About this exercise:
Read the data, and whenever a line holds the word "message", report that line.
Working data Start Marker
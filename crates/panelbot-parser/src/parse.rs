//! The order-command grammar.
//!
//! Three grammars are tried in order, accepting the first that yields a
//! recognized command token and at least one order id:
//!
//! 1. ids-then-command: `123,124 refill`
//! 2. command-then-ids: `refill 123 124`
//! 3. command + filler words: `status order 123` (skips "order", "id", ...)

use std::sync::LazyLock;

use regex::Regex;
use thiserror::Error;

use panelbot_types::CommandKind;

use crate::aliases::{is_filler, lookup_command};

/// Hard cap on order ids in one message. Exceeding it rejects the whole
/// message rather than silently truncating.
pub const MAX_ORDER_IDS: usize = 100;

const MIN_ID_LEN: usize = 3;
const MAX_ID_LEN: usize = 50;

static DIGIT_RUN: LazyLock<Regex> =
    LazyLock::new(|| Regex::new(r"\d{3,}").expect("digit-run regex compiles"));

/// A successfully parsed order command.
#[derive(Debug, Clone, PartialEq, Eq)]
pub struct ParsedCommand {
    pub kind: CommandKind,
    /// Deduplicated, first-seen order.
    pub order_ids: Vec<String>,
}

/// Malformed input. User-facing, never logged as an incident.
#[derive(Debug, Clone, Error, PartialEq, Eq)]
pub enum ParseError {
    #[error("message is empty")]
    Empty,

    #[error("no recognized command keyword (try: refill, cancel, speedup, status)")]
    NoCommand,

    #[error("no valid order ids found (ids are 3-50 letters/digits)")]
    NoOrderIds,

    #[error("too many order ids in one message: {count} (limit {MAX_ORDER_IDS})")]
    TooManyOrderIds { count: usize },
}

/// Cheap pre-filter: a recognized keyword AND a run of 3+ digits.
///
/// Callers use this to decide whether to invoke the full parser at all,
/// so ordinary chatter never pays the parse cost.
pub fn looks_like_command(text: &str) -> bool {
    if !DIGIT_RUN.is_match(text) {
        return false;
    }
    tokenize(text).iter().any(|t| lookup_command(t).is_some())
}

/// Parse a message into a command intent and order ids.
pub fn parse(text: &str) -> Result<ParsedCommand, ParseError> {
    let tokens = tokenize(text);
    if tokens.is_empty() {
        return Err(ParseError::Empty);
    }

    // Grammar 1: ids first, command last.
    if let Some(kind) = lookup_command(tokens[tokens.len() - 1]) {
        let ids: Vec<&str> = tokens[..tokens.len() - 1].to_vec();
        if !ids.is_empty() && ids.iter().all(|t| is_order_id(t)) {
            return finish(kind, &ids);
        }
    }

    // Grammar 2: command first, ids after.
    if let Some(kind) = lookup_command(tokens[0]) {
        let ids: Vec<&str> = tokens[1..].to_vec();
        if !ids.is_empty() && ids.iter().all(|t| is_order_id(t)) {
            return finish(kind, &ids);
        }
    }

    // Grammar 3: command anywhere, filler words skipped. Only tokens after
    // the command are considered, and a loose id must contain a digit so
    // ordinary words are not mistaken for order ids.
    let mut kind = None;
    let mut ids = Vec::new();
    for token in &tokens {
        if kind.is_none() {
            if let Some(k) = lookup_command(token) {
                kind = Some(k);
            }
            continue;
        }
        if is_filler(token) {
            continue;
        }
        if is_order_id(token) && token.chars().any(|c| c.is_ascii_digit()) {
            ids.push(*token);
        }
    }

    match kind {
        Some(kind) if !ids.is_empty() => finish(kind, &ids),
        Some(_) => Err(ParseError::NoOrderIds),
        None => Err(ParseError::NoCommand),
    }
}

/// Split on commas, whitespace, and newlines; drop empty fragments.
fn tokenize(text: &str) -> Vec<&str> {
    text.split(|c: char| c.is_whitespace() || c == ',')
        .map(str::trim)
        .filter(|t| !t.is_empty())
        .collect()
}

/// An order-id token: alphanumeric, 3-50 chars.
fn is_order_id(token: &str) -> bool {
    token.len() >= MIN_ID_LEN
        && token.len() <= MAX_ID_LEN
        && token.chars().all(|c| c.is_ascii_alphanumeric())
        && !is_filler(token)
        && lookup_command(token).is_none()
}

/// Dedupe preserving first-seen order and enforce the cap.
fn finish(kind: CommandKind, raw_ids: &[&str]) -> Result<ParsedCommand, ParseError> {
    let mut order_ids: Vec<String> = Vec::new();
    for id in raw_ids {
        if !order_ids.iter().any(|seen| seen == id) {
            order_ids.push((*id).to_string());
        }
    }

    if order_ids.is_empty() {
        return Err(ParseError::NoOrderIds);
    }
    if order_ids.len() > MAX_ORDER_IDS {
        return Err(ParseError::TooManyOrderIds {
            count: order_ids.len(),
        });
    }

    Ok(ParsedCommand { kind, order_ids })
}

#[cfg(test)]
mod tests {
    use super::*;

    #[test]
    fn ids_then_command() {
        let parsed = parse("123,124 refill").unwrap();
        assert_eq!(parsed.kind, CommandKind::Refill);
        assert_eq!(parsed.order_ids, vec!["123", "124"]);
    }

    #[test]
    fn command_then_ids() {
        let parsed = parse("refill 123 124").unwrap();
        assert_eq!(parsed.kind, CommandKind::Refill);
        assert_eq!(parsed.order_ids, vec!["123", "124"]);
    }

    #[test]
    fn loose_grammar_skips_fillers() {
        let parsed = parse("status order 123").unwrap();
        assert_eq!(parsed.kind, CommandKind::Status);
        assert_eq!(parsed.order_ids, vec!["123"]);

        let parsed = parse("please check my order id 98765").unwrap();
        assert_eq!(parsed.kind, CommandKind::Status);
        assert_eq!(parsed.order_ids, vec!["98765"]);
    }

    #[test]
    fn newline_and_comma_separated_ids() {
        let parsed = parse("cancel 111\n222,333").unwrap();
        assert_eq!(parsed.kind, CommandKind::Cancel);
        assert_eq!(parsed.order_ids, vec!["111", "222", "333"]);
    }

    #[test]
    fn duplicates_collapse_first_seen() {
        let parsed = parse("refill 123,123,124").unwrap();
        assert_eq!(parsed.order_ids, vec!["123", "124"]);
    }

    #[test]
    fn parse_is_pure() {
        let a = parse("refill 123,124");
        let b = parse("refill 123,124");
        assert_eq!(a, b);
    }

    #[test]
    fn alphanumeric_ids_accepted() {
        let parsed = parse("status abc123").unwrap();
        assert_eq!(parsed.order_ids, vec!["abc123"]);
    }

    #[test]
    fn short_and_long_tokens_rejected_as_ids() {
        // "12" is below the minimum id length.
        assert_eq!(parse("refill 12"), Err(ParseError::NoOrderIds));

        let long = "a".repeat(51);
        assert_eq!(parse(&format!("refill {long}")), Err(ParseError::NoOrderIds));
    }

    #[test]
    fn over_one_hundred_ids_rejected_not_truncated() {
        let ids: Vec<String> = (1000..1101).map(|n| n.to_string()).collect();
        assert_eq!(ids.len(), 101);
        let text = format!("refill {}", ids.join(","));
        assert_eq!(parse(&text), Err(ParseError::TooManyOrderIds { count: 101 }));
    }

    #[test]
    fn exactly_one_hundred_ids_accepted() {
        let ids: Vec<String> = (1000..1100).map(|n| n.to_string()).collect();
        let text = format!("status {}", ids.join(" "));
        let parsed = parse(&text).unwrap();
        assert_eq!(parsed.order_ids.len(), 100);
    }

    #[test]
    fn empty_and_garbage_inputs() {
        assert_eq!(parse(""), Err(ParseError::Empty));
        assert_eq!(parse("   \n "), Err(ParseError::Empty));
        assert_eq!(parse("hello there"), Err(ParseError::NoCommand));
        assert_eq!(parse("refill"), Err(ParseError::NoOrderIds));
    }

    #[test]
    fn aliases_resolve() {
        assert_eq!(parse("isi 123").unwrap().kind, CommandKind::Refill);
        assert_eq!(parse("batal 123").unwrap().kind, CommandKind::Cancel);
        assert_eq!(parse("cek 123").unwrap().kind, CommandKind::Status);
        assert_eq!(parse("123 sp").unwrap().kind, CommandKind::SpeedUp);
    }

    #[test]
    fn looks_like_command_heuristic() {
        assert!(looks_like_command("refill 12345"));
        assert!(looks_like_command("can you cek order 98765?"));
        // Keyword without a 3-digit run.
        assert!(!looks_like_command("refill please"));
        // Digits without a keyword.
        assert!(!looks_like_command("my number is 12345"));
        assert!(!looks_like_command("good morning"));
    }
}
Working data End Marker
Output:
/// Hard cap on order ids in one message. Exceeding it rejects the whole
/// message rather than silently truncating.
    #[error("message is empty")]
    #[error("too many order ids in one message: {count} (limit {MAX_ORDER_IDS})")]
/// Parse a message into a command intent and order ids.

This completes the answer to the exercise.